Towards generalizable single-cell perturbation modeling via the Conditional Monge Gap
Alice Driessen, Benedek Harsanyi, Marianna Rapsomaniki, Jannis Born
TL;DR
This work introduces the Conditional Monge Gap (CMonge), a global neural optimal transport map conditioned on covariates to predict single-cell perturbation responses across seen and unseen drugs and dosages. By jointly learning transport maps for multiple conditions, the method enables cross-task learning and robust out-of-distribution generalization, outperforming condition-specific and some state-of-the-art conditional approaches on scRNA-seq and multiplexed imaging data. The approach leverages a two-stage architecture (latent gene embeddings plus a context-conditioned transport map) and explores conditioning via MoA embeddings or RDKit fingerprints, showing strong performance for both in-distribution and OOD perturbations, including unseen drugs and combinations. The results suggest that conditional OT can bridge structure-based drug representations and observed perturbation effects at scale, offering a promising path for predicting responses to unseen treatments in single-cell data analysis and related domains.
Abstract
Learning the response of single-cells to various treatments offers great potential to enable targeted therapies.
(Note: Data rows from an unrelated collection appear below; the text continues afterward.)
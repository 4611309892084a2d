//! rota - fair task rotation library
//!
//! This library provides the engine behind the rota CLI: recurring task
//! templates are turned into per-period instances whose assignees are picked
//! by a fairness score, and assignees can renegotiate their slot afterwards.
//!
//! # Core Concepts
//!
//! - **Templates**: recurring duties with a cadence, window rule and head count
//! - **Queues**: the pool of people for a duty and their assignment history
//! - **Scorer**: ranks members for a period (recency, workload, fairness, jitter)
//! - **Instances**: one per (template, period), with a typed audit log
//! - **Negotiation**: swap, transfer and first-claim-wins pool releases
//!
//! # Module Organization
//!
//! - `cli`: Command-line interface using clap
//! - `config`: Configuration loading from `.rota.toml`
//! - `error`: Error types and result aliases
//! - `period`, `template`, `queue`, `instance`, `swap`: the data model
//! - `scorer`: the fair rotation scorer
//! - `ledger`: the aggregate all services mutate
//! - `store`: exclusive transactions over the ledger (memory and file backed)
//! - `scheduler`, `lifecycle`, `negotiation`: the services
//! - `notify`: outbound notification payloads and sinks
//! - `identity`: actor resolution and the administrator directory
//! - `stats`: read-only aggregates
//! - `storage`: File storage and directory management
//! - `lock`: File locking and atomic operations for concurrency safety

pub mod cli;
pub mod config;
pub mod error;
pub mod identity;
pub mod instance;
pub mod ledger;
pub mod lifecycle;
pub mod lock;
pub mod negotiation;
pub mod notify;
pub mod output;
pub mod period;
pub mod queue;
pub mod scheduler;
pub mod scorer;
pub mod stats;
pub mod storage;
pub mod store;
pub mod swap;
pub mod template;

pub use error::{Error, Result};
pub use ledger::Ledger;
pub use store::{FileStore, MemoryStore, Store};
In this context, neural optimal transport (OT) has emerged as a principled methodological framework because it inherently accommodates the challenges of unpaired data induced by cell destruction during data acquisition. However, most existing OT approaches are incapable of conditioning on different treatment contexts (e.g., time, drug treatment, drug dosage, or cell type) and we still lack methods that unanimously show promising generalization performance to unseen treatments. Here, we propose the Conditional Monge Gap which learns OT maps conditionally on arbitrary covariates. We demonstrate its value in predicting single-cell perturbation responses conditional to one or multiple drugs, a drug dosage, or combinations thereof. We find that our conditional models achieve results comparable and sometimes even superior to the condition-specific state-of-the-art on scRNA-seq as well as multiplexed protein imaging data. Notably, by aggregating data across conditions we perform cross-task learning which unlocks remarkable generalization abilities to unseen drugs or drug dosages, widely outperforming other conditional models in capturing heterogeneity (i.e., higher moments) in the perturbed population. Finally, by scaling to hundreds of conditions and testing on unseen drugs, we narrow the gap between structure-based and effect-based drug representations, suggesting a promising path to the successful prediction of perturbation effects for unseen treatments.